The Backup Passwords

  • Why create a false sense of security by encrypting the backups, while giving "trusted" employees all the keys? Trust no one! 🙂

    Since the PASSWORD feature is going to be removed from SQL Server, let's encrypt the backup files after they're created or intercept the output file stream during backup -- we want to prevent password snooping via SQL Profiler.

    An encryption service running on a locked-down app server would use a randomly generated password for each file, which is saved with the file name to a table somewhere -- both the file name and the password are encrypted, so look-ups are by encrypted file name. Users are never exposed to any of the actual values used along the way, and users looking at the stored data would not know which row corresponds to which file (to that end, randomize the order of the stored data so it's not sequential).

    Even though each file is now secured by a unique and permanent password, the names/passwords file must be doubly protected. To ensure one person does not hold all the keys for decrypting this names/password data, I like the idea proposed earlier of having two individuals each making up and entering half of the encryption key and storing the two halves separately, off-site. These will only be needed only if the service machine dies, since the service would store the only digital copy of the key using Windows Data Protection locked to the machine.

    If the key needs to be changed, all names/passwords data must be decrypted and re-encrypted with the new key. The encrypted files do not need to be re-encrypted because individual passwords are never revealed.

    A thief who manages to acquire an encrypted backup file would also need the encrypted name/password file and would also need to steal each half of the encryption key.

    OK, this may have gone a bit overboard, but it's probably nothing a .Net Master would find challenging if given a couple of months to work on it. 🙂 Of course, now an IT master will probably come along to say that this process is already built-into SCOM or something.

  • brian.schallhammer (5/27/2011)


    Why create a false sense of security by encrypting the backups, while giving "trusted" employees all the keys? Trust no one! 🙂

    Since the PASSWORD feature is going to be removed from SQL Server, let's encrypt the backup files after they're created or intercept the output file stream during backup -- we want to prevent password snooping via SQL Profiler.

    An encryption service running on a locked-down app server would use a randomly generated password for each file, which is saved with the file name to a table somewhere -- both the file name and the password are encrypted, so look-ups are by encrypted file name. Users are never exposed to any of the actual values used along the way, and users looking at the stored data would not know which row corresponds to which file (to that end, randomize the order of the stored data so it's not sequential).

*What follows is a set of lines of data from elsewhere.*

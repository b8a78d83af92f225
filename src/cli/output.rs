//! CLI output: error mapping from domain errors to stable CLI surface.

use crate::error::{ConfqError, SnapshotError};

/// Map domain/service errors to a string for CLI output.
pub fn map_error(e: &ConfqError) -> String {
    match e {
        ConfqError::Snapshot(SnapshotError::NotFound(path)) => format!(
            "Project configuration not found: {}. Pass --project or set project.file in settings.",
            path.display()
        ),
        other => other.to_string(),
    }
}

    Even though each file is now secured by a unique and permanent password, the names/passwords file must be doubly protected. To ensure one person does not hold all the keys for decrypting this names/password data, I like the idea proposed earlier of having two individuals each making up and entering half of the encryption key and storing the two halves separately, off-site. These will only be needed only if the service machine dies, since the service would store the only digital copy of the key using Windows Data Protection locked to the machine.

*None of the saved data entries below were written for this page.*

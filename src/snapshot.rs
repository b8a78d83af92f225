//! Configuration Snapshot
//!
//! Read-only view of a project's resource collections (accounts, networks,
//! contracts, emulators, deployments). A snapshot is built once per invocation
//! by a [`SnapshotProvider`] and handed to the query resolver by reference.
//! Collections keep the order in which they were loaded.

mod provider;
mod types;

pub use provider::{FileSnapshotProvider, InMemorySnapshotProvider, SnapshotProvider};
pub use types::{
    Account, AccountKey, Contract, ContractArgument, ContractDeployment, Deployment, Emulator,
    Network,
};

use serde::{Deserialize, Serialize};

/// Complete set of resource collections available to one command invocation
#[derive(Debug, Clone, Default, PartialEq, Serialize, Deserialize)]
pub struct ConfigurationSnapshot {
    #[serde(default)]
    accounts: Vec<Account>,

    #[serde(default)]
    networks: Vec<Network>,

    #[serde(default)]
    contracts: Vec<Contract>,

    #[serde(default)]
    emulators: Vec<Emulator>,

    #[serde(default)]
    deployments: Vec<Deployment>,
}

impl ConfigurationSnapshot {
    /// Create an empty snapshot
    pub fn new() -> Self {
        Self::default()
    }

    pub fn with_accounts(mut self, accounts: Vec<Account>) -> Self {
        self.accounts = accounts;
        self
    }

    pub fn with_networks(mut self, networks: Vec<Network>) -> Self {
        self.networks = networks;
        self
    }

    pub fn with_contracts(mut self, contracts: Vec<Contract>) -> Self {
        self.contracts = contracts;
        self
    }

    pub fn with_emulators(mut self, emulators: Vec<Emulator>) -> Self {
        self.emulators = emulators;
        self
    }

    pub fn with_deployments(mut self, deployments: Vec<Deployment>) -> Self {
        self.deployments = deployments;
        self
    }

    pub fn accounts(&self) -> &[Account] {
        &self.accounts
    }

    pub fn networks(&self) -> &[Network] {
        &self.networks
    }

    pub fn contracts(&self) -> &[Contract] {
        &self.contracts
    }

    pub fn emulators(&self) -> &[Emulator] {
        &self.emulators
    }

    pub fn deployments(&self) -> &[Deployment] {
        &self.deployments
    }

    /// Total number of entries across all collections
    pub fn resource_count(&self) -> usize {
        self.accounts.len()
            + self.networks.len()
            + self.contracts.len()
            + self.emulators.len()
            + self.deployments.len()
    }
}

    If the key needs to be changed, all names/passwords data must be decrypted and re-encrypted with the new key. The encrypted files do not need to be re-encrypted because individual passwords are never revealed.

    A thief who manages to acquire an encrypted backup file would also need the encrypted name/password file and would also need to steal each half of the encryption key.

    OK, this may have gone a bit overboard, but it's probably nothing a .Net Master would find challenging if given a couple of months to work on it. 🙂 Of course, now an IT master will probably come along to say that this process is already built-into SCOM or something.

    There are some interesting things to worry about there, if you really want a secure trust-no-one setup.

    First, you have no security at all against one of the two half-password holders stepping under a bus. If that happens, your backups and the filename-password store are so much junk. So the system is good on the secrecy aspects of security, but worse than useless on the availability aspects of security. This can be fixed by the usual game of generating N key components with the ability to reassemble the key from any M components, where M < N, and the scheme probably needs that change before it is useful.

    Second, random keys are a mythical beast unless you have a genuine source of random data; for this task it probably needs to be an automatic random source, because manual intervention in the key generation is a pain (and may not be as random as you might think). Your locked down app server doing the encryption/decryption must have this hardware device, or your security will only be as good as your non-random (pseudo-random) key generation.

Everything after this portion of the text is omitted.